In 2013, Bluebox Security announced that they had found a bug in Android that could be used to modify the contents of any application package (including ones distributed as part of the system software) without affecting the attached cryptographic signatures; details to be disclosed at Black Hat USA 2013. I don't want to explain in detail as this site explain it well: http://www.computerworld.com/article/2483525/security0/android-flaw-lets-attackers-modify-apps-without-breaking-signatures.html

However there was no news if it has been fixed. I find that there is really an app "Xmodgames" which is exactly doing the same thing.After granting it root permissions It modifies game files without breaking its signature. You can't update that app automatically from play store once its signature get broken right? I assumed the same thing but even if xmodgames applies the mod on a game you can still update that game from play store. It means that it keeps the signature intact. Has it not really been fixed till yet?

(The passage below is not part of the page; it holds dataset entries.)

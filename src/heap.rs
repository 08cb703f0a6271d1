use log::{debug, trace, warn};

use crate::error::{LispError, LispResult};
use crate::value::{Cell, CellId, Native, Raw, NIL};

/// One arena slot. `None` means the slot is on the free list.
struct Slot {
    cell: Option<Cell>,
    mark: bool,
}

/// Snapshot of arena occupancy.
#[derive(Debug, Clone, Copy, PartialEq, Eq)]
pub struct HeapStats {
    pub capacity: usize,
    /// Slots holding a cell, registry wrappers and roots included.
    pub live: usize,
    /// Cells reachable through the Registry.
    pub registered: usize,
    pub free: usize,
}

/// The cell arena. Every cell is allocated here and, unless it is a protected
/// root, recorded in the Registry: a singly-linked list of wrapper cons cells
/// (car = registered cell, cdr = next wrapper) that lives in the same arena and
/// ends in an unregistered backing node.
///
/// Nothing here runs on its own initiative. Reclamation happens only through
/// `destroy`, `destroy_all` and `collect`, all called by the host.
pub struct Heap {
    slots: Vec<Slot>,
    free_list: Vec<CellId>,
    capacity: usize,
    /// Head wrapper of the Registry.
    registry: CellId,
    /// The Registry's backing node, always the last wrapper.
    backing: CellId,
    empty_env: CellId,
    /// Unregistered cells that are never destroyed or swept.
    roots: Vec<CellId>,
}

/// Slots taken by Nil, the Registry backing node and the empty environment.
const RESERVED: usize = 3;
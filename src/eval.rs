use log::debug;

use crate::env;
use crate::error::{msg, LispResult};
use crate::heap::{Heap, HeapStats};
use crate::list;
use crate::primitives;
use crate::printer;
use crate::reader::{Reader, MAX_ATOM_LEN, MAX_NESTING};
use crate::symbol::{sym, SpecialForm};
use crate::value::{Cell, CellId, Native, Primitive, NIL};

/// Interpreter limits.
#[derive(Debug, Clone, Copy, PartialEq, Eq)]
pub struct Config {
    /// Arena slots, counting Registry wrappers and protected roots.
    pub heap_capacity: usize,
    /// Nesting limit for non-tail evaluation.
    pub max_depth: usize,
    /// Longest atom the reader accepts.
    pub max_symbol_len: usize,
    /// How deeply the reader lets lists and quotes nest.
    pub max_nesting: usize,
}

impl Default for Config {
    fn default() -> Self {
        Config {
            heap_capacity: 1 << 20,
            max_depth: 500,
            max_symbol_len: MAX_ATOM_LEN,
            max_nesting: MAX_NESTING,
        }
    }
}

/// The interpreter context. Owns the heap, and with it the canonical Nil, the
/// Registry and the global environment.
pub struct Interp {
    pub heap: Heap,
    /// The global environment: a protected (frame . empty-env) cell.
    pub global: CellId,
    config: Config,
    depth: usize,
}

/// What an expression is, as far as `eval` cares.
#[derive(Debug, Clone, Copy)]
enum Shape {
    SelfEvaluating,
    Variable,
    Special(SpecialForm),
    Application,
    Unknown,
}

/// A decoded procedure value.
enum Procedure {
    Primitive(Native),
    Compound {
        params: CellId,
        body: CellId,
        env: CellId,
    },
    Unknown,
}

/// Outcome of evaluating all but the last expression of a sequence.
enum Sequence {
    Done(CellId),
    Tail(CellId),
}
use crate::error::{msg, LispResult};
use crate::heap::Heap;
use crate::value::{CellId, NIL};

/// Number of cons cells along the cdr chain. Anything that is not a cons
/// counts as the end, so atoms have length 0. A chain that loops back on
/// itself (possible after `append`) has no length: None.
pub fn length(heap: &Heap, list: CellId) -> LispResult<Option<usize>> {
    let mut count = 0;
    let mut slow = list;
    let mut fast = list;
    while heap.is_cons(fast)? {
        fast = heap.cdr(fast)?;
        count += 1;
        if !heap.is_cons(fast)? {
            break;
        }
        fast = heap.cdr(fast)?;
        count += 1;
        slow = heap.cdr(slow)?;
        if fast == slow {
            return Ok(None);
        }
    }
    Ok(Some(count))
}

/// The last cons of a list, or Nil for Nil and atoms. None for a cyclic list.
pub fn last(heap: &Heap, list: CellId) -> LispResult<Option<CellId>> {
    let Some(n) = length(heap, list)? else {
        return Ok(None);
    };
    if n == 0 {
        return Ok(Some(NIL));
    }
    let mut current = list;
    for _ in 1..n {
        current = heap.cdr(current)?;
    }
    Ok(Some(current))
}

/// The `n`th element, counting from 1. Out of range gives Nil.
pub fn nth(heap: &Heap, list: CellId, n: usize) -> LispResult<CellId> {
    if n == 0 {
        return Ok(NIL);
    }
    let mut current = list;
    for _ in 1..n {
        if !heap.is_cons(current)? {
            return Ok(NIL);
        }
        current = heap.cdr(current)?;
    }
    heap.car(current)
}

/// Destructively append `other` to `head`: the cdr of the last cons of
/// `head` is overwritten, so every holder of `head` sees the longer list and
/// the result shares structure with both arguments. An empty `head` just
/// yields `other`. A cyclic `head` has no end to attach to and gives an
/// ERROR value.
pub fn append(heap: &mut Heap, head: CellId, other: CellId) -> LispResult<CellId> {
    let Some(tail) = last(heap, head)? else {
        return heap.error(msg::CYCLIC_LIST);
    };
    if tail.is_nil() {
        return Ok(other);
    }
    heap.set_cdr(tail, other)?;
    Ok(head)
}

/// Build a list from a fixed sequence of values.
pub fn mklist(heap: &mut Heap, values: &[CellId]) -> LispResult<CellId> {
    heap.list(values)
}
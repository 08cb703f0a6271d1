//! A small Scheme-family interpreter. Every value lives in one arena of cells
//! tracked by a Registry; nothing is reclaimed unless the host asks for it.

pub mod env;
pub mod error;
pub mod eval;
pub mod heap;
pub mod list;
pub mod primitives;
pub mod printer;
pub mod reader;
pub mod symbol;
pub mod value;

pub use error::{LispError, LispResult};
pub use eval::{Config, Interp};
pub use heap::{Heap, HeapStats};
pub use value::{Cell, CellId, Native, Primitive, Raw, NIL};
use thiserror::Error;

use crate::value::CellId;

/// Host-level failures. Lisp-level failures (unbound variables, bad arity,
/// parse errors) are ordinary ERROR cells and never show up here.
#[derive(Debug, Clone, PartialEq, Error)]
pub enum LispError {
    /// The arena has no free slot left.
    #[error("heap capacity exceeded ({0} cells)")]
    OutOfMemory(usize),

    /// A handle was used after its cell was reclaimed.
    #[error("cell {0:?} has been reclaimed")]
    Dangling(CellId),

    /// I/O failure in the host front end.
    #[error("I/O error: {0}")]
    Io(String),
}

impl From<std::io::Error> for LispError {
    fn from(e: std::io::Error) -> Self {
        LispError::Io(e.to_string())
    }
}

pub type LispResult<T> = Result<T, LispError>;

/// Messages carried by ERROR cells.
pub mod msg {
    pub const SYMBOL_TOO_LONG: &str = "Symbol length too long";
    pub const LIST_NOT_TERMINATED: &str = "List was not terminated";
    pub const NESTING_TOO_DEEP: &str = "Nesting too deep";
    pub const UNEXPECTED_CLOSE: &str = "Unexpected ')'";
    pub const UNBOUND_VARIABLE: &str = "Unbound variable";
    pub const NO_FRAME: &str = "No frame to define in";
    pub const TOO_MANY_ARGUMENTS: &str = "Too many arguments supplied";
    pub const TOO_FEW_ARGUMENTS: &str = "Too few arguments supplied";
    pub const ELSE_NOT_LAST: &str = "ELSE clause isn't last -- COND->IF";
    pub const UNKNOWN_EXPRESSION: &str = "Unknown expression type -- EVAL";
    pub const UNKNOWN_PROCEDURE: &str = "Unknown procedure type -- APPLY";
    pub const RECURSION_TOO_DEEP: &str = "Recursion too deep";
    pub const NOT_A_NUMBER: &str = "Argument is not a number";
    pub const NOT_A_LIST: &str = "Argument is not a list";
    pub const CYCLIC_LIST: &str = "Argument is a cyclic list";
    pub const DIVISION_BY_ZERO: &str = "Division by zero";
    pub const INTEGER_OVERFLOW: &str = "Integer overflow";
    pub const WRONG_ARG_COUNT: &str = "Wrong number of arguments";
}
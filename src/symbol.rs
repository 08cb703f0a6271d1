/// Well-known symbol names. Symbols are not interned: every symbol cell owns
/// its text and two symbols are equal when their text is.
pub mod sym {
    pub const QUOTE: &str = "quote";
    pub const SETB: &str = "set!";
    pub const DEFINE: &str = "define";
    pub const LAMBDA: &str = "lambda";
    pub const IF: &str = "if";
    pub const BEGIN: &str = "begin";
    pub const COND: &str = "cond";
    pub const ELSE: &str = "else";
    pub const TRUE: &str = "true";
    pub const FALSE: &str = "false";
    pub const OK: &str = "ok";
    pub const PROCEDURE: &str = "procedure";
    pub const PRIMITIVE: &str = "primitive";
}

/// Syntactic forms with their own evaluation rules.
#[derive(Debug, Clone, Copy, PartialEq, Eq)]
pub enum SpecialForm {
    Quote,
    Set,
    Define,
    If,
    Lambda,
    Begin,
    Cond,
}

impl SpecialForm {
    pub fn from_name(name: &str) -> Option<Self> {
        match name {
            sym::QUOTE => Some(SpecialForm::Quote),
            sym::SETB => Some(SpecialForm::Set),
            sym::DEFINE => Some(SpecialForm::Define),
            sym::IF => Some(SpecialForm::If),
            sym::LAMBDA => Some(SpecialForm::Lambda),
            sym::BEGIN => Some(SpecialForm::Begin),
            sym::COND => Some(SpecialForm::Cond),
            _ => None,
        }
    }
}
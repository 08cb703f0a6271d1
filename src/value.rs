use std::fmt;
use std::rc::Rc;

use crate::error::LispResult;
use crate::eval::Interp;

/// Index into the cell arena. This is the handle every datum is passed by.
#[derive(Clone, Copy, PartialEq, Eq, Hash)]
pub struct CellId(pub u32);

/// The canonical Nil cell. Always slot 0 of the arena.
pub const NIL: CellId = CellId(0);

impl CellId {
    pub fn is_nil(self) -> bool {
        self == NIL
    }

    pub(crate) fn index(self) -> usize {
        self.0 as usize
    }
}

impl fmt::Debug for CellId {
    fn fmt(&self, f: &mut fmt::Formatter<'_>) -> fmt::Result {
        write!(f, "CellId({})", self.0)
    }
}

/// A host function callable from Lisp. It receives the already evaluated
/// argument list and owns its own arity and type checking.
pub trait Primitive {
    fn call(&self, interp: &mut Interp, args: CellId) -> LispResult<CellId>;
}

impl<F> Primitive for F
where
    F: Fn(&mut Interp, CellId) -> LispResult<CellId>,
{
    fn call(&self, interp: &mut Interp, args: CellId) -> LispResult<CellId> {
        self(interp, args)
    }
}

/// Shared reference to host code. The interpreter never owns the code itself,
/// cloning only bumps the count.
#[derive(Clone)]
pub struct Native(pub Rc<dyn Primitive>);

impl Native {
    pub fn new(f: impl Primitive + 'static) -> Self {
        Native(Rc::new(f))
    }
}

impl fmt::Debug for Native {
    fn fmt(&self, f: &mut fmt::Formatter<'_>) -> fmt::Result {
        write!(f, "Native({:p})", Rc::as_ptr(&self.0) as *const ())
    }
}

/// A single heap cell. Atomic payloads are owned copies of the data they were
/// built from.
#[derive(Debug, Clone)]
pub enum Cell {
    Nil,
    Cons(CellId, CellId),
    Integer(i64),
    #[cfg(feature = "float")]
    Float(f64),
    Str(Box<str>),
    Symbol(Box<str>),
    Error(Box<str>),
    Native(Native),
}

impl Cell {
    pub fn type_name(&self) -> &'static str {
        match self {
            Cell::Nil => "nil",
            Cell::Cons(..) => "cons",
            Cell::Integer(_) => "integer",
            #[cfg(feature = "float")]
            Cell::Float(_) => "float",
            Cell::Str(_) => "string",
            Cell::Symbol(_) => "symbol",
            Cell::Error(_) => "error",
            Cell::Native(_) => "native",
        }
    }

    /// Text payload of strings, symbols and errors.
    pub fn text(&self) -> Option<&str> {
        match self {
            Cell::Str(s) | Cell::Symbol(s) | Cell::Error(s) => Some(s),
            _ => None,
        }
    }
}

/// A host-side literal to compare a cell against with `Heap::eq`.
#[derive(Debug, Clone, Copy)]
pub enum Raw<'a> {
    Nil,
    Integer(i64),
    #[cfg(feature = "float")]
    Float(f64),
    Text(&'a str),
    Cell(CellId),
}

  • The answer is important for me because then I'll look forward how apps with granted root permissions do that without breaking signature.
    – defalt
    Sep 12, 2016 at 12:59
  • The only way an APK needs to be resigned is if its content gets altered. I don't know about XmodGames, but a similar tool, Lucky Patcher, extracts the file called classes.dex (the binary) from the target base.apk (signed archive), performs a check to determine the bytes to patch, creates the base.odex with what's unchanged from the classes.dex and the patch itself (the patched bytes must be located at the same offset as the original ones), and finally puts the base.odex into a subdirectory called arm where the original base.apk resides, for which root is needed.
    – Grimoire
    Sep 12, 2016 at 17:16
  • I find that after apk is installed, its classes l.dex file is copied in /data/dalvik-cache folder. Doesn't it require new signature after modifying it?
    – defalt
    Sep 13, 2016 at 4:09
  • The funny thing is that the DEX and ODEX are not signed: they are executables. Think of them as a sequence of ones and zeroes. The APK is somewhat of a ZIP archive, and can archives be signed? Indeed they can. So, resign just the APK if you edit its contents and repack it. Patch the DEX and ODEX directly, no further operations required. Granted, patching is way harder than decompiling, editing, recompiling and signing.
    – Grimoire
    Sep 13, 2016 at 11:45
  • @DeathMaskSalesman Do you have any link where I can learn more about dex and odex patching and modification?
    – defalt
    Sep 16, 2016 at 14:07

1 Answer 1


Yes it was fixed (sourced from MasterKeyDualFix) on Wed Jul 03rd 2013. Generally vulnerabilities like this are reported to Google a long time prior to it being publicly announced. In this case it was reported to Google in Feb 2013 and the fix had already been passed to OEMs to include in their releases. (Note, the date it was committed to AOSP (the first link) is not the date it was available to Google and the OEMs)

As for the second part of your question I believe XMOD works by modifying the files after the app has been installed which bypasses the signature checks. Although I am not that familiar with XMOD I'm pretty sure that it is not using this vulnerability.

  • 1
    If I recall correctly, XMOD patches the classes.dex, similarly to Lucky Patcher, which creates a patched ODEX, so it's possible to update the app without changing its signature.
    – Grimoire
    Sep 12, 2016 at 15:39
  • That's why both lucky patcher and xmodgames were removed from play store. This is big vulnerability to android apps. Any app with fully granted root permissions can modify other apps in its environment without breaking the signature.
    – defalt
    Sep 13, 2016 at 3:48
  • @user334283 Sure, but the only thing Google does by removing them, is to bury their heads in the sand, instead of properly counter the vulnerability.